Abstract

The article examines the realisation of the right to disconnect in the framework of workers’ social protection. The study explores different approaches to the definition of a new right. The right to disconnect is analysed on the basis of targeting and universality of social protection, soft and hard measures, the components of the new right, which include workers’ opportunity, employers’ responsibility, communication between employers and workers, protection from adverse consequences. The legal acts that serve as a foundation of the right to disconnect create a separate work pattern of teleworkers, which affects the formation of the targeting approach to social protection. The regulation of the right to disconnect introduced in European Social Partner framework agreement on digitalisation and European Parliament resolution of 21 January 2021 with recommendations to the Commission on the right to disconnect gives a more universal approach.

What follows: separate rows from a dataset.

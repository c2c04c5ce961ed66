//! Ties text extraction, chunking, and vector indexing together into a
//! single ingest/search surface.

use crate::chunker::Chunker;
use crate::error::{AppError, Result};
use crate::extractor;
use crate::progress::{ProgressHub, Stage};
use crate::vector_store::{SearchHit, VectorStore};
use serde_json::Value;
use std::collections::HashMap;
use std::path::Path;
use std::sync::Arc;
use std::time::Instant;
use tracing::info;

/// How many chunks are embedded-and-added per batch in the progress path;
/// gives steady progress granularity without one event per chunk.
const PROGRESS_BATCH_SIZE: usize = 10;

/// True if extracted text has nothing a retrieval index could use: either
/// genuinely empty, or equal to one of the extractor's own placeholder
/// strings (e.g. an empty `.txt` file's substituted body).
fn is_uninformative(text: &str) -> bool {
    let trimmed = text.trim();
    trimmed.is_empty() || trimmed == extractor::EMPTY_TXT_PLACEHOLDER
}

#[derive(Debug, Clone)]
pub struct IngestResult {
    pub success: bool,
    pub char_count: usize,
    pub chunks_created: usize,
    pub chunks_added: usize,
    pub metadata: HashMap<String, Value>,
}

#[derive(Debug, Clone)]
pub struct SearchResponse {
    pub hits: Vec<SearchHit>,
    pub elapsed_secs: f64,
    pub success: bool,
}

#[derive(Clone)]
pub struct RagOrchestrator {
    chunker: Chunker,
    store: Arc<VectorStore>,
}

impl RagOrchestrator {
    pub fn new(chunker: Chunker, store: Arc<VectorStore>) -> Self {
        Self { chunker, store }
    }

    pub async fn ingest(
        &self,
        path: &Path,
        document_id: &str,
        metadata: HashMap<String, Value>,
    ) -> Result<IngestResult> {
        let extracted = extractor::extract(path)?;
        if is_uninformative(&extracted.text) {
            return Err(AppError::NoExtractableText);
        }

        let mut full_metadata = metadata;
        full_metadata.insert(
            "file_path".to_string(),
            Value::String(path.display().to_string()),
        );
        full_metadata.insert("char_count".to_string(), Value::from(extracted.char_count));
        if let Some(name) = path.file_name().and_then(|n| n.to_str()) {
            full_metadata.insert("filename".to_string(), Value::String(name.to_string()));
        }

        let chunks = self
            .chunker
            .chunk(document_id, &extracted.text, full_metadata.clone());
        let chunks_created = chunks.len();

        let chunks_added = self.store.add(chunks).await?;

        info!(
            document_id,
            chunks_created, chunks_added, "document ingested"
        );

        Ok(IngestResult {
            success: true,
            char_count: extracted.char_count,
            chunks_created,
            chunks_added,
            metadata: full_metadata,
        })
    }

    /// Same contract as [`Self::ingest`] but reports progress through `hub`
    /// as it moves through extraction, chunking, and batched embedding.
    pub async fn ingest_with_progress(
        &self,
        path: &Path,
        document_id: &str,
        metadata: HashMap<String, Value>,
        client_id: &str,
        hub: &ProgressHub,
    ) -> Result<IngestResult> {
        hub.report_progress(client_id, document_id, Stage::Extracting, 10, "extracting text")
            .await;

        let extracted = match extractor::extract(path) {
            Ok(e) => e,
            Err(e) => {
                hub.report_progress(client_id, document_id, Stage::Error, 0, &e.to_string())
                    .await;
                return Err(e);
            }
        };

        if is_uninformative(&extracted.text) {
            hub.report_progress(client_id, document_id, Stage::Error, 0, "no extractable text")
                .await;
            return Err(AppError::NoExtractableText);
        }

        hub.report_progress(client_id, document_id, Stage::Extracting, 30, "extraction complete")
            .await;

        let mut full_metadata = metadata;
        full_metadata.insert(
            "file_path".to_string(),
            Value::String(path.display().to_string()),
        );
        full_metadata.insert("char_count".to_string(), Value::from(extracted.char_count));
        if let Some(name) = path.file_name().and_then(|n| n.to_str()) {
            full_metadata.insert("filename".to_string(), Value::String(name.to_string()));
        }

        hub.report_progress(client_id, document_id, Stage::Chunking, 40, "splitting into chunks")
            .await;
        let chunks = self
            .chunker
            .chunk(document_id, &extracted.text, full_metadata.clone());
        let chunks_created = chunks.len();
        hub.report_progress(client_id, document_id, Stage::Chunking, 50, "chunking complete")
            .await;

        let mut chunks_added = 0usize;
        let total_batches = chunks_created.div_ceil(PROGRESS_BATCH_SIZE).max(1);
        for (batch_idx, batch) in chunks.chunks(PROGRESS_BATCH_SIZE).enumerate() {
            match self.store.add(batch.to_vec()).await {
                Ok(n) => chunks_added += n,
                Err(e) => {
                    hub.report_progress(client_id, document_id, Stage::Error, 0, &e.to_string())
                        .await;
                    return Err(e);
                }
            }
            let fraction = (batch_idx + 1) as f32 / total_batches as f32;
            let progress = 60 + (fraction * 30.0) as u8;
            hub.report_progress(
                client_id,
                document_id,
                Stage::Embedding,
                progress.min(90),
                &format!("embedded batch {}/{}", batch_idx + 1, total_batches),
            )
            .await;
        }

        hub.report_progress(client_id, document_id, Stage::Indexing, 95, "indexing")
            .await;
        hub.report_progress(client_id, document_id, Stage::Complete, 100, "ingest complete")
            .await;

        Ok(IngestResult {
            success: true,
            char_count: extracted.char_count,
            chunks_created,
            chunks_added,
            metadata: full_metadata,
        })
    }

    pub async fn search(
        &self,
        query: &str,
        top_k: usize,
        score_threshold: f32,
        document_ids: Option<&[String]>,
    ) -> SearchResponse {
        let start = Instant::now();
        match self.store.search(query, top_k, score_threshold, document_ids).await {
            Ok(hits) => SearchResponse {
                hits,
                elapsed_secs: start.elapsed().as_secs_f64(),
                success: true,
            },
            Err(_) => SearchResponse {
                hits: Vec::new(),
                elapsed_secs: start.elapsed().as_secs_f64(),
                success: false,
            },
        }
    }
}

The Resolution acknowledges the right to disconnect as a fundamental right and proposes hard regulatory and technological measures to ensure observation of work and rest periods. The agreement is based on the change in corporate culture. It is revealed that nowadays the right to disconnect serves as the only project aimed at regulating digital working relations in the framework of social protection of remote workers, however R2D can be limited by a narrow category of teleworkers. Debates over the right to disconnect touch upon the issue of the effectiveness of social dialogue in the context of adaptation to digital work organisation, as well as the possibility of keeping binary understanding of work and rest periods.